PEST committee chair, S&D MEP Eric Andrieu, commented:
 
“Public food safety, transparency and independence from private interests - are these top priorities, a must to the EU? Definitely yes!
 
“To achieve these crucial purposes, is the EU Authority for food safety (EFSA) well staffed and resourced? Definitely not!
 
“Under the current situation, EFSA is simply not capable of running its own assessments over all the possible threats to human health potentially caused by toxic, carcinogenic and noxious substances affecting animals and environment.
 
“We certainly welcome the European Commission’s proposal to increase the current EFSA budget by over 60 million euros per year. However, this additional money is earmarked for new tasks, while EFSA firstly needs more funds for its core activities.
 
This proposal - that member states should fully support - could help EFSA to be less dependent on member states’ experts, or even private researches and risk assessments. No doubts can occur here: possible conflict of interests or lack of transparency must be eradicated.”
 
PEST committee member, S&D MEP Simona Bonafè, added:
 
“Citizens’ health rights and public interests come first, always! This has, however, a price, a cost, to be commonly paid by the EU and all member states. It is, at the end, a matter of political will and priorities.

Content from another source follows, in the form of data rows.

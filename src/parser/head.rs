//! Request line and header block.

use std::collections::HashMap;
use std::fmt;
use std::str::FromStr;

use crate::parser::error::Error;
use crate::parser::request::HttpRequest;

const HEAD_TERMINATOR: &[u8] = b"\r\n\r\n";

/// Request methods understood by the service.
#[derive(Debug, Clone, Copy, PartialEq, Eq, Hash)]
pub enum Method {
    GET,
    HEAD,
    POST,
    PUT,
    DELETE,
    CONNECT,
    OPTIONS,
    TRACE,
    PATCH,
}

impl Method {
    /// The method token as it appears on the wire.
    pub fn as_str(&self) -> &'static str {
        match self {
            Method::GET => "GET",
            Method::HEAD => "HEAD",
            Method::POST => "POST",
            Method::PUT => "PUT",
            Method::DELETE => "DELETE",
            Method::CONNECT => "CONNECT",
            Method::OPTIONS => "OPTIONS",
            Method::TRACE => "TRACE",
            Method::PATCH => "PATCH",
        }
    }
}

impl FromStr for Method {
    type Err = Error;

    fn from_str(s: &str) -> Result<Self, Self::Err> {
        match s {
            "GET" => Ok(Method::GET),
            "HEAD" => Ok(Method::HEAD),
            "POST" => Ok(Method::POST),
            "PUT" => Ok(Method::PUT),
            "DELETE" => Ok(Method::DELETE),
            "CONNECT" => Ok(Method::CONNECT),
            "OPTIONS" => Ok(Method::OPTIONS),
            "TRACE" => Ok(Method::TRACE),
            "PATCH" => Ok(Method::PATCH),
            _ => Err(Error::InvalidMethod(s.to_string())),
        }
    }
}

impl fmt::Display for Method {
    fn fmt(&self, f: &mut fmt::Formatter<'_>) -> fmt::Result {
        f.write_str(self.as_str())
    }
}

/// Protocol versions accepted on the request line.
#[derive(Debug, Clone, Copy, PartialEq, Eq)]
pub enum HttpVersion {
    Http10,
    Http11,
}

impl FromStr for HttpVersion {
    type Err = Error;

    fn from_str(s: &str) -> Result<Self, Self::Err> {
        match s {
            "HTTP/1.0" => Ok(HttpVersion::Http10),
            "HTTP/1.1" => Ok(HttpVersion::Http11),
            _ => Err(Error::InvalidVersion(s.to_string())),
        }
    }
}

impl fmt::Display for HttpVersion {
    fn fmt(&self, f: &mut fmt::Formatter<'_>) -> fmt::Result {
        match self {
            HttpVersion::Http10 => f.write_str("HTTP/1.0"),
            HttpVersion::Http11 => f.write_str("HTTP/1.1"),
        }
    }
}

/// Parse the request line and headers from the bytes read so far.
///
/// Returns `Ok(None)` while the blank line ending the head has not arrived
/// yet. On success the request comes back with an empty body, together with
/// the number of bytes the head occupied; anything after that offset belongs
/// to the body.
pub fn parse_head(input: &[u8]) -> Result<Option<(HttpRequest, usize)>, Error> {
    let Some(end) = input
        .windows(HEAD_TERMINATOR.len())
        .position(|window| window == HEAD_TERMINATOR)
    else {
        return Ok(None);
    };

    let head = std::str::from_utf8(&input[..end])
        .map_err(|_| Error::MalformedRequestLine("Invalid UTF-8".to_string()))?;
    let mut lines = head.split("\r\n");

    let request_line = match lines.next() {
        Some(line) if !line.trim().is_empty() => line,
        _ => return Err(Error::EmptyRequest),
    };

    let mut parts = request_line.split_whitespace();
    let (Some(method), Some(target), Some(version), None) =
        (parts.next(), parts.next(), parts.next(), parts.next())
    else {
        return Err(Error::MalformedRequestLine(request_line.to_string()));
    };

    let method = method.parse::<Method>()?;
    if target.is_empty() {
        return Err(Error::InvalidPath);
    }
    let version = version.parse::<HttpVersion>()?;

    let mut headers = HashMap::new();
    for line in lines {
        let Some((name, value)) = line.split_once(':') else {
            return Err(Error::InvalidHeaderFormat(line.to_string()));
        };
        let name = name.trim();
        if name.is_empty() {
            return Err(Error::InvalidHeaderFormat(line.to_string()));
        }
        headers.insert(name.to_string(), value.trim().to_string());
    }

    if version == HttpVersion::Http11 && !headers.keys().any(|k| k.eq_ignore_ascii_case("Host")) {
        return Err(Error::MissingHeader("Host".to_string()));
    }

    let request = HttpRequest::new(method, target.to_string(), version, headers);
    Ok(Some((request, end + HEAD_TERMINATOR.len())))
}
//! The parsed request handed to handlers.

use std::collections::HashMap;
use serde::de::DeserializeOwned;

use crate::parser::error::Error;
use crate::parser::head::{HttpVersion, Method, parse_head};

/// An inbound HTTP request: method, target, headers and the complete body.
#[derive(Debug, Clone)]
pub struct HttpRequest {
    /// The HTTP method (GET, POST, etc.)
    pub method: Method,
    /// The request target, including any query string
    pub path: String,
    /// The HTTP version
    pub version: HttpVersion,
    /// The HTTP headers
    pub headers: HashMap<String, String>,
    /// The request body
    pub body: Vec<u8>,
    /// Query parameters parsed from the target
    pub query_params: HashMap<String, String>,
}

impl HttpRequest {
    /// Create a request with an empty body. Query parameters are split out of
    /// `path` eagerly.
    pub fn new(method: Method, path: String, version: HttpVersion, headers: HashMap<String, String>) -> Self {
        let query_params = path
            .split_once('?')
            .map(|(_, query)| {
                query
                    .split('&')
                    .filter(|pair| !pair.is_empty())
                    .map(|pair| match pair.split_once('=') {
                        Some((k, v)) => (k.to_string(), v.to_string()),
                        None => (pair.to_string(), String::new()),
                    })
                    .collect()
            })
            .unwrap_or_default();

        Self {
            method,
            path,
            version,
            headers,
            body: Vec::new(),
            query_params,
        }
    }

    /// Look up a header, ignoring ASCII case in the name.
    pub fn get_header(&self, name: &str) -> Option<&String> {
        self.headers
            .iter()
            .find_map(|(k, v)| k.eq_ignore_ascii_case(name).then_some(v))
    }

    pub fn has_header(&self, name: &str) -> bool {
        self.get_header(name).is_some()
    }

    /// The target without its query string.
    pub fn path_only(&self) -> &str {
        self.path.split_once('?').map_or(self.path.as_str(), |(path, _)| path)
    }

    pub fn get_query_param(&self, name: &str) -> Option<&String> {
        self.query_params.get(name)
    }

    /// The value of the named cookie from the `Cookie` header, with any
    /// surrounding double quotes removed.
    pub fn cookie(&self, name: &str) -> Option<String> {
        self.get_header("Cookie")?
            .split(';')
            .filter_map(|pair| pair.trim().split_once('='))
            .find(|(k, _)| *k == name)
            .map(|(_, v)| v.trim_matches('"').to_string())
    }

    /// The declared body length. A missing header means no body.
    pub fn content_length(&self) -> Result<Option<usize>, Error> {
        if let Some(encoding) = self.get_header("Transfer-Encoding") {
            if !encoding.eq_ignore_ascii_case("identity") {
                return Err(Error::UnsupportedTransferEncoding(encoding.clone()));
            }
        }
        match self.get_header("Content-Length") {
            Some(value) => value
                .trim()
                .parse::<usize>()
                .map(Some)
                .map_err(|_| Error::InvalidContentLength(value.clone())),
            None => Ok(None),
        }
    }

    /// Whether the body is declared as JSON.
    pub fn is_json(&self) -> bool {
        self.get_header("Content-Type")
            .is_some_and(|content_type| content_type.starts_with("application/json"))
    }

    /// Deserialize the body as JSON. The request must declare
    /// `Content-Type: application/json`.
    pub fn json<T: DeserializeOwned>(&self) -> Result<T, Error> {
        if !self.is_json() {
            return Err(Error::MissingHeader("Content-Type: application/json".to_string()));
        }
        Ok(serde_json::from_slice(&self.body)?)
    }
}

/// Parse a request that is already completely in memory.
///
/// The body is taken from the bytes after the head, truncated to
/// `Content-Length`.
pub fn parse_request(input: &[u8]) -> Result<HttpRequest, Error> {
    let Some((mut request, consumed)) = parse_head(input)? else {
        return match input.split(|b| *b == b'\n').next() {
            Some(line) if !line.trim_ascii().is_empty() => Err(Error::MalformedRequestLine(
                String::from_utf8_lossy(line.trim_ascii()).into_owned(),
            )),
            _ => Err(Error::EmptyRequest),
        };
    };

    let rest = &input[consumed..];
    let length = request.content_length()?.unwrap_or(0).min(rest.len());
    request.body = rest[..length].to_vec();
    Ok(request)
}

Do we want live up to European citizens’ expectations for a more efficient and reinforced control system on the whole food chain?
 
“EFSA, the European Food Safety Authority, must therefore be dramatically reinforced in terms of staff, funds and evaluation and assessment capabilities.
 
“There is no other possible way forward. We cannot point the finger at the EU whilst the member states are not adequately investing in food security controls.